Exercise details: Produce an exact copy of the data below.

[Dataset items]
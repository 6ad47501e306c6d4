//! Capacity-constrained stochastic integer partitioning. These functions split an
//! integer quota into per-bucket shares and are the randomness primitive behind both
//! infection and vaccination transfers; they are generic over the rng type.

use rand::Rng;

/// Split `quota` into `parts` integer shares using a stick-breaking partition:
/// sort uniform cuts together with the boundaries 0 and 1 and take consecutive
/// gaps as proportions. Each proportion is multiplied by `quota` and truncated;
/// the rounding remainder is credited entirely to the first share.
///
/// The returned shares always sum exactly to `quota`.
fn stick_breaking_shares<R: Rng + ?Sized>(rng: &mut R, parts: usize, quota: u64) -> Vec<u64> {
    debug_assert!(parts > 0);
    if parts == 1 {
        return vec![quota];
    }
    let mut cuts: Vec<f64> = (1..parts).map(|_| rng.random_range(0.0..1.0)).collect();
    cuts.sort_by(f64::total_cmp);
    cuts.push(1.0);

    let mut shares = Vec::with_capacity(parts);
    let mut previous = 0.0;
    let mut assigned = 0u64;
    for cut in cuts {
        #[allow(clippy::cast_possible_truncation, clippy::cast_sign_loss)]
        let share = ((cut - previous) * quota as f64) as u64;
        shares.push(share);
        assigned += share;
        previous = cut;
    }
    shares[0] += quota - assigned;
    shares
}

/// Distribute a non-negative `quota` across buckets with the given `capacities`.
///
/// Returns shares such that `shares[i] <= capacities[i]` for every bucket and the
/// shares sum exactly to `min(quota, total capacity)`. Shares are drawn with
/// [`stick_breaking_shares`]; any bucket pushed over its capacity is clamped,
/// removed from the active set, and its overflow redistributed among the
/// remaining active buckets by the same method. Each round either ends with no
/// overflow or strictly shrinks the active set, so the loop terminates.
pub fn random_partition<R: Rng + ?Sized>(
    rng: &mut R,
    quota: u64,
    capacities: &[u64],
) -> Vec<u64> {
    let mut shares = vec![0u64; capacities.len()];
    let total_capacity: u64 = capacities.iter().sum();
    let mut remaining = quota.min(total_capacity);
    let mut active: Vec<usize> = (0..capacities.len()).collect();

    while remaining > 0 && !active.is_empty() {
        let drawn = stick_breaking_shares(rng, active.len(), remaining);
        for (share, &bucket) in drawn.iter().zip(&active) {
            shares[bucket] += share;
        }

        let mut overflow = 0u64;
        active.retain(|&bucket| {
            if shares[bucket] > capacities[bucket] {
                overflow += shares[bucket] - capacities[bucket];
                shares[bucket] = capacities[bucket];
                false
            } else {
                true
            }
        });
        remaining = overflow;
    }
    shares
}

/// Split `quota` across fixed `weights` (summing to 1) with the same
/// truncate-and-remainder-to-first rule as the stochastic partition. Used for
/// the infection-duration split, where destinations are unbounded and no
/// capacity clamping is needed.
pub fn weighted_shares(quota: u64, weights: &[f64]) -> Vec<u64> {
    debug_assert!(!weights.is_empty());
    #[allow(clippy::cast_possible_truncation, clippy::cast_sign_loss)]
    let mut shares: Vec<u64> = weights.iter().map(|w| (w * quota as f64) as u64).collect();
    let assigned: u64 = shares.iter().sum();
    shares[0] += quota - assigned;
    shares
}

#[cfg(test)]
mod tests {
    use super::*;
    use rand::rngs::StdRng;
    use rand::SeedableRng;

    fn check_partition_laws(quota: u64, capacities: &[u64], seed: u64) {
        let mut rng = StdRng::seed_from_u64(seed);
        let shares = random_partition(&mut rng, quota, capacities);
        let total_capacity: u64 = capacities.iter().sum();
        assert_eq!(shares.iter().sum::<u64>(), quota.min(total_capacity));
        for (share, capacity) in shares.iter().zip(capacities) {
            assert!(share <= capacity);
        }
    }

    #[test]
    fn shares_sum_to_quota_and_respect_capacities() {
        let capacity_vectors: &[&[u64]] = &[
            &[10, 10, 10],
            &[0, 0, 100],
            &[1, 2, 3, 4, 5, 6],
            &[1_000_000, 1, 1, 1],
            &[7],
        ];
        for seed in 0..100 {
            for capacities in capacity_vectors {
                let total: u64 = capacities.iter().sum();
                for quota in [0, 1, total / 2, total, total + 13] {
                    check_partition_laws(quota, capacities, seed);
                }
            }
        }
    }

    #[test]
    fn quota_above_capacity_fills_every_bucket() {
        let mut rng = StdRng::seed_from_u64(7);
        let capacities = [4, 0, 9, 1];
        let shares = random_partition(&mut rng, 1_000, &capacities);
        assert_eq!(shares, capacities);
    }

    #[test]
    fn zero_capacity_everywhere_allocates_nothing() {
        let mut rng = StdRng::seed_from_u64(7);
        let shares = random_partition(&mut rng, 50, &[0, 0, 0]);
        assert_eq!(shares, vec![0, 0, 0]);
    }

    #[test]
    fn empty_capacity_vector_is_fine() {
        let mut rng = StdRng::seed_from_u64(7);
        assert!(random_partition(&mut rng, 50, &[]).is_empty());
    }

    #[test]
    fn single_bucket_takes_whole_quota() {
        let mut rng = StdRng::seed_from_u64(123);
        assert_eq!(random_partition(&mut rng, 5, &[42]), vec![5]);
    }

    #[test]
    fn stick_breaking_is_reproducible() {
        let mut a = StdRng::seed_from_u64(99);
        let mut b = StdRng::seed_from_u64(99);
        assert_eq!(
            stick_breaking_shares(&mut a, 5, 1_000),
            stick_breaking_shares(&mut b, 5, 1_000)
        );
    }

    #[test]
    fn weighted_shares_sum_exactly() {
        let weights = [0.25, 0.6, 0.15];
        for quota in [0, 1, 2, 7, 999, 1_000_000] {
            let shares = weighted_shares(quota, &weights);
            assert_eq!(shares.len(), 3);
            assert_eq!(shares.iter().sum::<u64>(), quota);
        }
    }

    #[test]
    fn weighted_shares_remainder_goes_to_first() {
        // 0.25 * 3 = 0, 0.6 * 3 = 1, 0.15 * 3 = 0; remainder 2 lands on the first.
        assert_eq!(weighted_shares(3, &[0.25, 0.6, 0.15]), vec![2, 1, 0]);
    }
}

Result for this task:
repository 6ad47501e306c6d4
//! Capacity-constrained stochastic integer partitioning. These functions split an
//! integer quota into per-bucket shares and are the randomness primitive behind both
//! infection and vaccination transfers; they are generic over the rng type.

use rand::Rng;

/// Split `quota` into `parts` integer shares using a stick-breaking partition:
/// sort uniform cuts together with the boundaries 0 and 1 and take consecutive
/// gaps as proportions. Each proportion is multiplied by `quota` and truncated;
/// the rounding remainder is credited entirely to the first share.
///
/// The returned shares always sum exactly to `quota`.
fn stick_breaking_shares<R: Rng + ?Sized>(rng: &mut R, parts: usize, quota: u64) -> Vec<u64> {
    debug_assert!(parts > 0);
    if parts == 1 {
        return vec![quota];
    }
    let mut cuts: Vec<f64> = (1..parts).map(|_| rng.random_range(0.0..1.0)).collect();
    cuts.sort_by(f64::total_cmp);
    cuts.push(1.0);

    let mut shares = Vec::with_capacity(parts);
    let mut previous = 0.0;
    let mut assigned = 0u64;
    for cut in cuts {
        #[allow(clippy::cast_possible_truncation, clippy::cast_sign_loss)]
        let share = ((cut - previous) * quota as f64) as u64;
        shares.push(share);
        assigned += share;
        previous = cut;
    }
    shares[0] += quota - assigned;
    shares
}

/// Distribute a non-negative `quota` across buckets with the given `capacities`.
///
/// Returns shares such that `shares[i] <= capacities[i]` for every bucket and the
/// shares sum exactly to `min(quota, total capacity)`. Shares are drawn with
/// [`stick_breaking_shares`]; any bucket pushed over its capacity is clamped,
/// removed from the active set, and its overflow redistributed among the
/// remaining active buckets by the same method. Each round either ends with no
/// overflow or strictly shrinks the active set, so the loop terminates.
pub fn random_partition<R: Rng + ?Sized>(
    rng: &mut R,
    quota: u64,
    capacities: &[u64],
) -> Vec<u64> {
    let mut shares = vec![0u64; capacities.len()];
    let total_capacity: u64 = capacities.iter().sum();
    let mut remaining = quota.min(total_capacity);
    let mut active: Vec<usize> = (0..capacities.len()).collect();

    while remaining > 0 && !active.is_empty() {
        let drawn = stick_breaking_shares(rng, active.len(), remaining);
        for (share, &bucket) in drawn.iter().zip(&active) {
            shares[bucket] += share;
        }

        let mut overflow = 0u64;
        active.retain(|&bucket| {
            if shares[bucket] > capacities[bucket] {
                overflow += shares[bucket] - capacities[bucket];
                shares[bucket] = capacities[bucket];
                false
            } else {
                true
            }
        });
        remaining = overflow;
    }
    shares
}

/// Split `quota` across fixed `weights` (summing to 1) with the same
/// truncate-and-remainder-to-first rule as the stochastic partition. Used for
/// the infection-duration split, where destinations are unbounded and no
/// capacity clamping is needed.
pub fn weighted_shares(quota: u64, weights: &[f64]) -> Vec<u64> {
    debug_assert!(!weights.is_empty());
    #[allow(clippy::cast_possible_truncation, clippy::cast_sign_loss)]
    let mut shares: Vec<u64> = weights.iter().map(|w| (w * quota as f64) as u64).collect();
    let assigned: u64 = shares.iter().sum();
    shares[0] += quota - assigned;
    shares
}

#[cfg(test)]
mod tests {
    use super::*;
    use rand::rngs::StdRng;
    use rand::SeedableRng;

    fn check_partition_laws(quota: u64, capacities: &[u64], seed: u64) {
        let mut rng = StdRng::seed_from_u64(seed);
        let shares = random_partition(&mut rng, quota, capacities);
        let total_capacity: u64 = capacities.iter().sum();
        assert_eq!(shares.iter().sum::<u64>(), quota.min(total_capacity));
        for (share, capacity) in shares.iter().zip(capacities) {
            assert!(share <= capacity);
        }
    }

    #[test]
    fn shares_sum_to_quota_and_respect_capacities() {
        let capacity_vectors: &[&[u64]] = &[
            &[10, 10, 10],
            &[0, 0, 100],
            &[1, 2, 3, 4, 5, 6],
            &[1_000_000, 1, 1, 1],
            &[7],
        ];
        for seed in 0..100 {
            for capacities in capacity_vectors {
                let total: u64 = capacities.iter().sum();
                for quota in [0, 1, total / 2, total, total + 13] {
                    check_partition_laws(quota, capacities, seed);
                }
            }
        }
    }

    #[test]
    fn quota_above_capacity_fills_every_bucket() {
        let mut rng = StdRng::seed_from_u64(7);
        let capacities = [4, 0, 9, 1];
        let shares = random_partition(&mut rng, 1_000, &capacities);
        assert_eq!(shares, capacities);
    }

    #[test]
    fn zero_capacity_everywhere_allocates_nothing() {
        let mut rng = StdRng::seed_from_u64(7);
        let shares = random_partition(&mut rng, 50, &[0, 0, 0]);
        assert_eq!(shares, vec![0, 0, 0]);
    }

    #[test]
    fn empty_capacity_vector_is_fine() {
        let mut rng = StdRng::seed_from_u64(7);
        assert!(random_partition(&mut rng, 50, &[]).is_empty());
    }

    #[test]
    fn single_bucket_takes_whole_quota() {
        let mut rng = StdRng::seed_from_u64(123);
        assert_eq!(random_partition(&mut rng, 5, &[42]), vec![5]);
    }

    #[test]
    fn stick_breaking_is_reproducible() {
        let mut a = StdRng::seed_from_u64(99);
        let mut b = StdRng::seed_from_u64(99);
        assert_eq!(
            stick_breaking_shares(&mut a, 5, 1_000),
            stick_breaking_shares(&mut b, 5, 1_000)
        );
    }

    #[test]
    fn weighted_shares_sum_exactly() {
        let weights = [0.25, 0.6, 0.15];
        for quota in [0, 1, 2, 7, 999, 1_000_000] {
            let shares = weighted_shares(quota, &weights);
            assert_eq!(shares.len(), 3);
            assert_eq!(shares.iter().sum::<u64>(), quota);
        }
    }

    #[test]
    fn weighted_shares_remainder_goes_to_first() {
        // 0.25 * 3 = 0, 0.6 * 3 = 1, 0.15 * 3 = 0; remainder 2 lands on the first.
        assert_eq!(weighted_shares(3, &[0.25, 0.6, 0.15]), vec![2, 1, 0]);
    }
}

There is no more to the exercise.